Crisi sociale e disfatta ambientale

Un luogo comune considera la difesa dell’ambiente un lusso, poco praticabile in tempo di crisi, e un ostacolo al rilancio delle economie in difficoltà. Il rapporto 2013 di Legambiente L’Italia oltre la crisi, delinea un ritratto della situazione italiana attraverso una serie di indicatori sociali e ambientali e propone il superamento della dicotomia tra sviluppo e difesa dell’ambiente, incentivando una Green Economy, che dia risposte sia ai drammatici problemi dell’occupazione e della povertà sia alle istanze ambiziose di una migliore qualità della vita. Il quadro complessivo non è incoraggiante: la motorizzazione privata mantiene in Italia un tasso superiore rispetto alla media europea, con 60 auto ogni 100 abitanti (sono 47 nella media dell’Unione europea, dati 2011). Gli italiani utilizzano di meno i mezzi pubblici e le biciclette per muoversi in città; se è vero che c’è un significativo segnale di inversione di rotta (per la prima volta dopo molto tempo in un anno si sono vendute più biciclette che automobili) anche in questo campo rimaniamo molto indietro rispetto alle medie europee. Nel settore energetico, in un quadro complessivo di riduzione dei consumi, si assiste anche a una riqualificazione, con lo sviluppo delle fonti rinnovabili (eolico e fotovoltaico in particolare), che arrivano a coprire il 13,3% dei consumi. Più critica la situazione delineata dagli indicatori di tipo sociale. L’elevato tasso di disoccupazione giovanile rappresenta l’aspetto più  preoccupante, soprattutto considerando l’aumento dei giovani che non studiano, non lavorano né cercano un lavoro.

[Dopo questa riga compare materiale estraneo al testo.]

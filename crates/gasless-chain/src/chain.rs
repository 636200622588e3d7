//! The chain: world state plus the entry points transactions come through.

use crate::gas::{self, GasMeter};
use crate::state::{self, Env, Frame, Slot, WorldState};
use crate::{CallContext, ChainError, ContractInterface, Revert};
use alloy_primitives::{Address, Bytes, Log, U256};
use alloy_sol_types::SolCall;

#[derive(Debug, Clone, Copy, PartialEq, Eq)]
pub struct BlockEnv {
	pub number: u64,
	/// Unix seconds.
	pub timestamp: u64,
}

/// Result of a successful top-level transaction.
#[derive(Debug, Clone, PartialEq, Eq)]
pub struct Receipt {
	pub output: Bytes,
	pub gas_used: u64,
	pub logs: Vec<Log>,
}

/// A single-node chain executing transactions one at a time.
///
/// Every transaction is atomic: it either commits all of its effects or,
/// when its outermost frame reverts, none of them.
#[derive(Clone)]
pub struct Chain {
	env: Env,
	block_gas_limit: u64,
	state: WorldState,
}

impl Chain {
	pub fn new(chain_id: u64, genesis_timestamp: u64, block_gas_limit: u64) -> Self {
		Self {
			env: Env {
				chain_id,
				block: BlockEnv {
					number: 0,
					timestamp: genesis_timestamp,
				},
			},
			block_gas_limit,
			state: WorldState::default(),
		}
	}

	pub fn chain_id(&self) -> u64 {
		self.env.chain_id
	}

	pub fn block(&self) -> BlockEnv {
		self.env.block
	}

	pub fn block_gas_limit(&self) -> u64 {
		self.block_gas_limit
	}

	/// Opens the next block `seconds` after the current one.
	pub fn advance(&mut self, seconds: u64) {
		self.env.block.number += 1;
		self.env.block.timestamp += seconds;
	}

	pub fn balance(&self, account: &Address) -> U256 {
		self.state.balance(account)
	}

	/// Sets a native balance directly, as genesis allocation does.
	pub fn set_balance(&mut self, account: Address, amount: U256) {
		self.state.balances.insert(account, amount);
	}

	/// Every log emitted by committed transactions, in order.
	pub fn logs(&self) -> &[Log] {
		&self.state.logs
	}

	pub fn has_code(&self, address: &Address) -> bool {
		self.state.contracts.contains_key(address)
	}

	pub fn contract_kind(&self, address: &Address) -> Option<&'static str> {
		match self.state.contracts.get(address)? {
			Slot::Idle(contract) => Some(contract.kind()),
			Slot::Executing(kind) => Some(*kind),
		}
	}

	pub fn next_deploy_address(&self, deployer: &Address) -> Address {
		self.state.next_deploy_address(deployer)
	}

	/// Deploys `contract` outside of any transaction, as at genesis.
	pub fn deploy(&mut self, deployer: Address, contract: Box<dyn ContractInterface>) -> Address {
		let kind = contract.kind();
		let address = self.state.install(deployer, contract);
		tracing::info!(
			component = "chain",
			deployer = %deployer,
			address = %address,
			kind,
			"contract deployed"
		);
		address
	}

	/// Executes an ABI transaction with the block gas limit.
	pub fn transact(
		&mut self,
		from: Address,
		to: Address,
		value: U256,
		input: impl Into<Bytes>,
	) -> Result<Receipt, ChainError> {
		self.transact_with_gas(from, to, value, input, self.block_gas_limit)
	}

	/// Executes an ABI transaction. A revert of the outermost frame is
	/// returned as [`ChainError::Reverted`] and leaves no trace in state.
	pub fn transact_with_gas(
		&mut self,
		from: Address,
		to: Address,
		value: U256,
		input: impl Into<Bytes>,
		gas_limit: u64,
	) -> Result<Receipt, ChainError> {
		let mut meter = GasMeter::new(gas_limit.min(self.block_gas_limit));
		meter.charge(gas::TX_BASE)?;

		let logs_before = self.state.logs.len();
		let frame = Frame {
			caller: from,
			to,
			value,
			input: input.into(),
			gas_limit: meter.remaining(),
			depth: 0,
		};
		let (result, used) = state::run_frame(
			&mut self.state,
			&self.env,
			frame,
			|revert| revert,
			|contract, ctx| match contract {
				Some(contract) => {
					let input = ctx.input().clone();
					contract.call(ctx, &input)
				},
				None => Ok(Bytes::new()),
			},
		);

		match result {
			Ok(output) => Ok(Receipt {
				output,
				gas_used: gas::TX_BASE + used,
				logs: self.state.logs[logs_before..].to_vec(),
			}),
			Err(revert) => {
				tracing::debug!(
					component = "chain",
					from = %from,
					to = %to,
					gas_used = gas::TX_BASE + used,
					reason = %revert,
					"transaction reverted"
				);
				Err(ChainError::Reverted(revert))
			},
		}
	}

	/// Runs an ABI call against a copy of the state and discards its effects.
	pub fn call_static(
		&self,
		from: Address,
		to: Address,
		input: impl Into<Bytes>,
	) -> Result<Bytes, ChainError> {
		let mut scratch = self.clone();
		scratch
			.transact(from, to, U256::ZERO, input)
			.map(|receipt| receipt.output)
	}

	/// Typed form of [`Chain::call_static`].
	pub fn call_sol<C: SolCall>(
		&self,
		from: Address,
		to: Address,
		call: &C,
	) -> Result<C::Return, ChainError> {
		let output = self.call_static(from, to, call.abi_encode())?;
		C::abi_decode_returns(&output, true).map_err(|e| {
			ChainError::Reverted(Revert::message(format!(
				"{} on {} returned malformed data: {}",
				C::SIGNATURE,
				to,
				e
			)))
		})
	}

	/// Runs `f` against the contract of type `C` at `to` as a top-level
	/// transaction from `from`, attaching `value`.
	///
	/// State is committed when `f` returns `Ok` and rolled back otherwise.
	pub fn invoke<C, R, E, F>(&mut self, from: Address, to: Address, value: U256, f: F) -> Result<R, E>
	where
		C: ContractInterface,
		E: From<ChainError>,
		F: FnOnce(&mut C, &mut CallContext<'_>) -> Result<R, E>,
	{
		let frame = Frame {
			caller: from,
			to,
			value,
			input: Bytes::new(),
			gas_limit: self.block_gas_limit.saturating_sub(gas::TX_BASE),
			depth: 0,
		};
		let (result, _) = state::run_frame(
			&mut self.state,
			&self.env,
			frame,
			|revert| E::from(ChainError::Reverted(revert)),
			|contract, ctx| {
				let Some(contract) = contract else {
					return Err(E::from(ChainError::NoContract(to)));
				};
				let actual = contract.kind();
				match contract.as_any_mut().downcast_mut::<C>() {
					Some(contract) => f(contract, ctx),
					None => Err(E::from(ChainError::ContractTypeMismatch {
						address: to,
						actual,
					})),
				}
			},
		);
		result
	}

	/// [`Chain::invoke`] against a copy of the state; effects are discarded.
	pub fn invoke_static<C, R, E, F>(&self, from: Address, to: Address, f: F) -> Result<R, E>
	where
		C: ContractInterface,
		E: From<ChainError>,
		F: FnOnce(&mut C, &mut CallContext<'_>) -> Result<R, E>,
	{
		self.clone().invoke(from, to, U256::ZERO, f)
	}

	/// Reads the contract of type `C` at `at`.
	pub fn view<C: ContractInterface, R>(
		&self,
		at: Address,
		f: impl FnOnce(&C) -> R,
	) -> Result<R, ChainError> {
		match self.state.contracts.get(&at) {
			None => Err(ChainError::NoContract(at)),
			Some(Slot::Executing(_)) => Err(ChainError::Busy(at)),
			Some(Slot::Idle(contract)) => (**contract)
				.as_any()
				.downcast_ref::<C>()
				.map(f)
				.ok_or(ChainError::ContractTypeMismatch {
					address: at,
					actual: contract.kind(),
				}),
		}
	}
}
//! Local private-key account.
//!
//! The key is read from configuration and kept in memory by Alloy's
//! [`PrivateKeySigner`]. Suitable for development chains and tests.

use crate::{AccountError, AccountInterface};
use alloy_primitives::{Address, Bytes, B256};
use alloy_signer::Signer;
use alloy_signer_local::PrivateKeySigner;
use async_trait::async_trait;
use gasless_types::{ConfigSchema, Field, FieldType, Schema, SecretKey, ValidationError};

pub struct LocalWallet {
	signer: PrivateKeySigner,
}

impl LocalWallet {
	/// Creates a wallet from a hex-encoded private key, with or without 0x prefix.
	pub fn new(private_key_hex: &str) -> Result<Self, AccountError> {
		Self::from_key(&SecretKey::parse(private_key_hex).map_err(AccountError::InvalidKey)?)
	}

	pub fn from_key(key: &SecretKey) -> Result<Self, AccountError> {
		let signer = key
			.with_exposed(|hex| hex.parse::<PrivateKeySigner>())
			.map_err(|e| AccountError::InvalidKey(format!("Invalid private key: {}", e)))?;

		Ok(Self { signer })
	}
}

/// Configuration schema for LocalWallet.
pub struct LocalWalletSchema;

impl ConfigSchema for LocalWalletSchema {
	fn validate(&self, config: &toml::Value) -> Result<(), ValidationError> {
		let schema = Schema::new(
			vec![Field::new("private_key", FieldType::HexBytes { len: Some(32) })],
			vec![Field::new("address", FieldType::Address)],
		);

		schema.validate(config)
	}
}

#[async_trait]
impl AccountInterface for LocalWallet {
	fn config_schema(&self) -> Box<dyn ConfigSchema> {
		Box::new(LocalWalletSchema)
	}

	async fn address(&self) -> Result<Address, AccountError> {
		Ok(self.signer.address())
	}

	async fn sign_hash(&self, hash: &B256) -> Result<Bytes, AccountError> {
		let signature = self
			.signer
			.sign_hash(hash)
			.await
			.map_err(|e| AccountError::SigningFailed(format!("Failed to sign hash: {}", e)))?;

		Ok(Bytes::copy_from_slice(&signature.as_bytes()))
	}

	fn get_private_key(&self) -> SecretKey {
		SecretKey::from_bytes(&self.signer.to_bytes().0)
	}
}

/// Creates a local wallet from its `[account.implementations.local]` table.
pub fn create_account(config: &toml::Value) -> Result<Box<dyn AccountInterface>, AccountError> {
	LocalWalletSchema
		.validate(config)
		.map_err(|e| AccountError::InvalidKey(format!("Invalid configuration: {}", e)))?;

	let private_key = config
		.get("private_key")
		.and_then(|v| v.as_str())
		.ok_or_else(|| AccountError::InvalidKey("private_key is required".to_string()))?;
	let wallet = LocalWallet::new(private_key)?;

	// An optional `address` pins the account the key must derive.
	if let Some(expected) = config.get("address").and_then(|v| v.as_str()) {
		let actual = wallet.signer.address();
		if expected.parse::<Address>().ok() != Some(actual) {
			return Err(AccountError::InvalidKey(format!(
				"Key derives {} but the configuration expects {}",
				actual, expected
			)));
		}
	}

	Ok(Box::new(wallet))
}

pub struct Registry;

impl gasless_types::ImplementationRegistry for Registry {
	const NAME: &'static str = "local";
	type Factory = crate::AccountFactory;

	fn factory() -> Self::Factory {
		create_account
	}
}

impl crate::AccountRegistry for Registry {}

#[cfg(test)]
mod tests {
	use super::*;
	use crate::get_all_implementations;
	use alloy_primitives::address;

	fn table(key: &str) -> toml::Value {
		let mut table = toml::Table::new();
		table.insert("private_key".to_string(), toml::Value::String(key.to_string()));
		toml::Value::Table(table)
	}

	#[tokio::test]
	async fn test_create_from_config() {
		let key = "59c6995e998f97a5a0044966f0945389dc9e86dae88c7a8412f4603b6b78690d";
		let (name, factory) = get_all_implementations()[0];
		assert_eq!(name, "local");

		let account = factory(&table(key)).unwrap();
		assert_eq!(
			account.address().await.unwrap(),
			address!("70997970c51812dc3a010c7d01b50e0d17dc79c8")
		);
		assert_eq!(account.get_private_key().expose_hex().as_str(), format!("0x{}", key));
		assert!(account.config_schema().validate(&table(key)).is_ok());
	}

	#[test]
	fn test_rejects_bad_keys() {
		assert!(matches!(
			create_account(&table("0x1234")),
			Err(AccountError::InvalidKey(_))
		));
		assert!(create_account(&table(&"zz".repeat(32))).is_err());
		assert!(create_account(&toml::Value::Table(toml::Table::new())).is_err());
	}

	#[test]
	fn test_pinned_address_must_match() {
		let key = "59c6995e998f97a5a0044966f0945389dc9e86dae88c7a8412f4603b6b78690d";
		let mut config = table(key);
		pinned_address(&mut config, "0x70997970C51812dc3A010C7d01b50e0d17dc79C8");
		assert!(create_account(&config).is_ok());

		pinned_address(&mut config, "0xf39Fd6e51aad88F6F4ce6aB8827279cffFb92266");
		assert!(matches!(create_account(&config), Err(AccountError::InvalidKey(_))));

		pinned_address(&mut config, "70997970C51812dc3A010C7d01b50e0d17dc79C8");
		assert!(create_account(&config).is_err());
	}

	fn pinned_address(config: &mut toml::Value, address: &str) {
		config
			.as_table_mut()
			.unwrap()
			.insert("address".to_string(), toml::Value::String(address.to_string()));
	}
}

Insomma c’è una vistosa decrescita della mobilità sociale e della speranza. Ma sono molte le criticità: le disuguaglianze di genere rispetto all’inserimento lavorativo e al reddito, il numero ridotto di laureati, le difficoltà di accesso alle nuove tecnologie. Secondo Legambiente per uscire da questa impasse serve innovazione e coraggio, per percorrere strade nuove che scommettano sul futuro, investendo nell’ambiente, nella cultura e nello sviluppo tecnologico.